It was a look that was easy for Velma to catch. "Marcie, what's wrong?"
Her friend sighed, not wanting to hide her feelings, right now. "I'm...just afraid."
"Of what?"
Marcie glanced at Velma. "I know I sound really cocky thinking that we might see our way through this, but if we do, once this is over, things will probably go back to the way they were."
Velma looked puzzled. "What do you mean?"
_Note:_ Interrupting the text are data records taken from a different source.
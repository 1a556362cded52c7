use std::{
    sync::{Arc, Mutex},
    time::Duration,
};

use event_listener::Event;
use futures_lite::{FutureExt, future::Boxed};
use reading_progress::env::Timer;

/// A [Timer] that only advances when told to, for deterministic debounce tests.
#[derive(Clone, Default)]
pub struct ManualTimer {
    inner: Arc<ManualTimerState>,
}

#[derive(Default)]
struct ManualTimerState {
    now: Mutex<Duration>,
    advanced: Event,
}

impl ManualTimerState {
    fn has_reached(&self, deadline: Duration) -> bool {
        *self.now.lock().unwrap() >= deadline
    }
}

impl ManualTimer {
    pub fn new() -> Self {
        Self::default()
    }

    /// Moves the clock forward, completing every delay whose deadline has been reached.
    pub fn advance(&self, by: Duration) {
        {
            let mut now = self.inner.now.lock().unwrap();
            *now += by;
        }

        self.inner.advanced.notify(usize::MAX);
    }

    pub fn advance_millis(&self, millis: u64) {
        self.advance(Duration::from_millis(millis))
    }
}

impl Timer for ManualTimer {
    fn delay_once(&self, duration: Duration) -> Boxed<()> {
        let state = self.inner.clone();
        let deadline = *state.now.lock().unwrap() + duration;

        async move {
            loop {
                if state.has_reached(deadline) {
                    return;
                }

                let listener = state.advanced.listen();
                if state.has_reached(deadline) {
                    return;
                }

                listener.await;
            }
        }
        .boxed()
    }
}

#[cfg(test)]
mod test {
    use std::{
        pin::pin,
        task::{Context, Poll, Waker},
        time::Duration,
    };

    use reading_progress::env::Timer;

    use super::ManualTimer;

    #[test]
    fn completes_after_advancing() {
        let timer = ManualTimer::new();
        let mut cx = Context::from_waker(Waker::noop());

        let mut delay = pin!(timer.delay_once(Duration::from_millis(500)));
        assert_eq!(delay.as_mut().poll(&mut cx), Poll::Pending);

        timer.advance_millis(499);
        assert_eq!(delay.as_mut().poll(&mut cx), Poll::Pending);

        timer.advance_millis(1);
        assert_eq!(delay.as_mut().poll(&mut cx), Poll::Ready(()));
    }
}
"C'mon, V. You know that I was never cut out to be one of the gang. I never had anything in common with any of them, and I always knew I was tolerated only because you knew me. Whenever you were with them, I always felt like I was an outsider."
"Well, you could've said something, you know?" Velma said. "Why didn't you talk to me about it? You're my best friend. I thought we shared things together.
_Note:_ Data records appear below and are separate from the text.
use std::fmt::{Debug, Formatter};
use std::sync::{Arc, atomic::Ordering};

use async_oneshot::oneshot;
use atomic_enum::atomic_enum;
use futures_lite::{FutureExt, Stream, StreamExt};
use log::{debug, info};

use crate::{
    api::{
        auth::TokenProvider, shelves::ShelfPrecondition, writer::ProgressAck,
        writer::ProgressWriter,
    },
    engine::{
        actor::{EngineCommand, WriteActor},
        options::ProgressOptions,
        scheduler::DebounceScheduler,
        state::{BookId, ProgressState, parse_page_input},
        status::{ProgressStatus, ProgressStatusData},
        tasks::EngineTasks,
    },
    env::ProgressEnvironment,
    error::ProgressError,
    util::listeners::{CallbackListenerHandle, CallbackListeners},
};

mod actor;
pub mod options;
mod scheduler;
pub mod state;
pub mod status;
pub mod tasks;

/// Synchronizes the page a reader is on for one book with the reading service.
///
/// Page changes are applied locally right away and written to the service once no further change
/// has happened for the debounce interval configured in [ProgressOptions]. Writes happen in the
/// [EngineTasks] returned by [Self::attach], which need to be spawned on an async runtime.
///
/// Handles are cheap to clone. The engine stops once [Self::detach] is called or once all handles
/// have been dropped, discarding any write that hasn't started yet.
#[derive(Clone)]
pub struct ProgressEngine {
    shared: Arc<EngineShared>,
    commands: async_channel::Sender<EngineCommand>,
}

impl ProgressEngine {
    pub fn attach(env: ProgressEnvironment, options: ProgressOptions) -> (Self, EngineTasks) {
        let state = ProgressState::new(
            options.book_id.clone(),
            options.max_pages,
            options.initial_page,
        );

        let page_listeners = CallbackListeners::default();
        if let Some(observer) = options.page_observer {
            page_listeners.listen_permanently(observer);
        }

        let shared = Arc::new(EngineShared {
            book_id: options.book_id,
            status: Arc::new(ProgressStatus::new(state)),
            page_listeners,
            token_provider: options.token_provider,
            shelves: ShelfPrecondition::new(env.client.clone()),
            writer: ProgressWriter::new(env.client.clone()),
            completion_handler: options.completion_handler,
            lifecycle: AtomicLifecycle::new(Lifecycle::Attached),
        });

        let (send, receive) = async_channel::unbounded();
        let scheduler = DebounceScheduler::new(env.timer.clone(), options.debounce_interval);
        let mut actor = WriteActor::new(shared.clone(), receive, scheduler);

        debug!("Attached progress engine for {}", shared.book_id);
        let engine = Self {
            shared,
            commands: send,
        };
        (engine, EngineTasks::new(async move { actor.run().await }.boxed()))
    }

    /// Applies a page number typed by the reader.
    ///
    /// Input that isn't a number is ignored and returns `None`. Numbers are clamped into
    /// `[1, max_pages]`, stored, reported to page observers and scheduled to be written. Returns
    /// the stored page.
    pub fn set_page_from_input(&self, raw: &str) -> Option<u32> {
        let Some(page) = parse_page_input(raw) else {
            debug!("Ignoring page input {raw:?}");
            return None;
        };

        self.apply_page(|state| state.clamp_page(page))
    }

    /// Applies a position from a percentage slider, expected to be between 0 and 100.
    ///
    /// The page is `round(percentage / 100 * max_pages)`, clamped into `[1, max_pages]`. Otherwise
    /// this behaves like [Self::set_page_from_input].
    pub fn set_page_from_percentage(&self, percentage: f64) -> Option<u32> {
        if !percentage.is_finite() {
            debug!("Ignoring percentage {percentage}");
            return None;
        }

        self.apply_page(|state| state.page_for_percentage(percentage))
    }

    fn apply_page(&self, resolve: impl FnOnce(&ProgressState) -> u32) -> Option<u32> {
        if !self.shared.is_attached() {
            debug!("Ignoring page change for detached {}", self.shared.book_id);
            return None;
        }

        let page = self.shared.status.update(|s| {
            let page = resolve(s.state());
            s.state_mut().set_page(i64::from(page))
        });

        self.shared.page_listeners.notify_all(page);
        if self.commands.try_send(EngineCommand::PageChanged).is_err() {
            debug!("Engine task has stopped, page {page} won't be written");
        }

        Some(page)
    }

    /// Raises the page count of the book, e.g. after the catalog reported a different edition.
    ///
    /// Page counts that aren't larger than the current one are ignored. Returns whether the page
    /// count has changed.
    pub fn correct_max_pages(&self, max_pages: u32) -> bool {
        let changed = self
            .shared
            .status
            .update(|s| s.state_mut().correct_max_pages(max_pages));
        if changed {
            debug!("Corrected page count of {} to {max_pages}", self.shared.book_id);
        }

        changed
    }

    /// Writes a scheduled page change immediately instead of waiting for the debounce interval.
    ///
    /// If a write is already running, this waits for it (and writes again if the page changed in
    /// the meantime). Completes with `Ok` right away if nothing is pending. Failed writes are not
    /// retried.
    pub async fn flush(&self) -> Result<(), ProgressError> {
        let (send, receive) = oneshot();
        if self.commands.send(EngineCommand::Flush(send)).await.is_err() {
            return Err(ProgressError::detached());
        }

        receive
            .await
            .unwrap_or_else(|_| Err(ProgressError::detached()))
    }

    /// Stops the engine, cancelling a scheduled write.
    ///
    /// After this call, page changes are ignored and the completion handler is no longer
    /// invoked. Call [Self::flush] first to write pending changes.
    pub async fn detach(&self) {
        self.shared.mark_detached();

        let (send, receive) = oneshot();
        if self.commands.send(EngineCommand::Detach(send)).await.is_ok() {
            let _ = receive.await;
        }
    }

    /// Registers a callback invoked synchronously with the stored page after every accepted page
    /// change. The callback is removed when the returned handle is dropped.
    pub fn on_page_change(
        &self,
        observer: impl Fn(u32) + Send + Sync + 'static,
    ) -> CallbackListenerHandle<'_, u32> {
        self.shared.page_listeners.listen(observer)
    }

    pub fn book_id(&self) -> &BookId {
        &self.shared.book_id
    }

    pub fn current_page(&self) -> u32 {
        self.status().current_page()
    }

    pub fn progress_percentage(&self) -> f64 {
        self.status().progress_percentage()
    }

    /// Returns the current [ProgressStatusData] snapshot.
    pub fn status(&self) -> Arc<ProgressStatusData> {
        self.shared.status.current_snapshot()
    }

    /// Returns an updating [Stream] of [ProgressStatusData] snapshots emitting every time the
    /// status is changed.
    pub fn watch_status(&self) -> impl Stream<Item = Arc<ProgressStatusData>> + 'static {
        self.shared.status.watch()
    }

    /// Completes once a status snapshot matching `predicate` has been observed.
    pub async fn wait_for_status(&self, mut predicate: impl FnMut(&ProgressStatusData) -> bool) {
        let mut stream = self.watch_status();
        while let Some(status) = stream.next().await {
            if predicate(&status) {
                return;
            }
        }
    }
}

impl Debug for ProgressEngine {
    fn fmt(&self, f: &mut Formatter<'_>) -> std::fmt::Result {
        f.debug_struct("ProgressEngine")
            .field("book_id", &self.shared.book_id)
            .finish_non_exhaustive()
    }
}

/// State shared between [ProgressEngine] handles and their [WriteActor].
pub(crate) struct EngineShared {
    pub book_id: BookId,
    pub status: Arc<ProgressStatus>,
    pub page_listeners: CallbackListeners<u32>,
    token_provider: Arc<dyn TokenProvider>,
    shelves: ShelfPrecondition,
    writer: ProgressWriter,
    completion_handler: Option<Arc<dyn Fn() + Send + Sync>>,
    lifecycle: AtomicLifecycle,
}

impl EngineShared {
    pub fn is_attached(&self) -> bool {
        self.lifecycle.load(Ordering::SeqCst) == Lifecycle::Attached
    }

    pub fn mark_detached(&self) {
        if self.lifecycle.swap(Lifecycle::Detached, Ordering::SeqCst) == Lifecycle::Attached {
            info!("Detached progress engine for {}", self.book_id);
        }

        // Also runs for engines that are already detached, since an in-flight write may have
        // changed the phase in the meantime.
        self.status.update(|s| s.mark_detached());
    }

    /// Invokes the completion handler, unless the engine has been detached.
    pub fn notify_completed(&self) {
        if !self.is_attached() {
            debug!("Not reporting completion of {} after detach", self.book_id);
            return;
        }

        info!("Reader has completed {}", self.book_id);
        if let Some(handler) = &self.completion_handler {
            handler();
        }
    }

    /// Writes `page`: obtains a token, checks the reading shelf and then writes progress.
    pub async fn sync_page(&self, page: u32) -> Result<ProgressAck, ProgressError> {
        let Some(credentials) = self.token_provider.fetch_credentials().await? else {
            return Err(ProgressError::unauthenticated());
        };

        self.shelves
            .ensure_on_reading_shelf(&self.book_id, &credentials)
            .await;
        self.writer
            .write_progress(&self.book_id, page, &credentials)
            .await
    }
}

#[atomic_enum]
#[derive(PartialEq, Eq)]
enum Lifecycle {
    Attached = 0,
    Detached = 1,
}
"It's because you're my best friend, that I didn't want to say anything," Marcie admitted. "I didn't want you thinking that you had to choose them over me."
Velma shook her head. "Oh, Marcie."
"Okay, I was jealous. I still am, but I know that it wouldn't be fair for you to stop seeing them," Marcie said, feeling like a chastised, little troublemaker, under Velma's slightly reproachful gaze.
"Y'know, Marcie," Velma admonished. "For someone with such a high I.Q., you can be really dense, sometimes. You're my best friend, you dope! That will never change between us."
Marcie found herself giving a self-deprecating smirk, feeling the fool for thinking so little of their bond. "Thanks, V."
"Your welcome. Now, what else do we have to do?"
"Actually, you did plenty," Marcie told her, while she gave the suit another casual glance of inspection, mentally preparing to don it, for the first time. "You can go rest, now. I know that you've been in stasis a long time."
Marcie thought appreciation and gratitude would come from Velma, but what she got was a haughty, hands-on-hips stance of indignation, instead.
"Meaning what, that I can't keep helping you out?" Velma asked, huffily.
"I...don't want you to, V." Marcie wished that the conversation wouldn't go in this direction.
"And why not?"
"Because, I've got it under control. Greenman's failed in two of his last two sacrifices. If I can stop him, then I think I can make Greenman give the amusement park back to Dad."
"I didn't know that you were an optometrist," Velma jested, sternly. "Because, I keep hearing the word "I" from you. You don't have to do this alone, you know?"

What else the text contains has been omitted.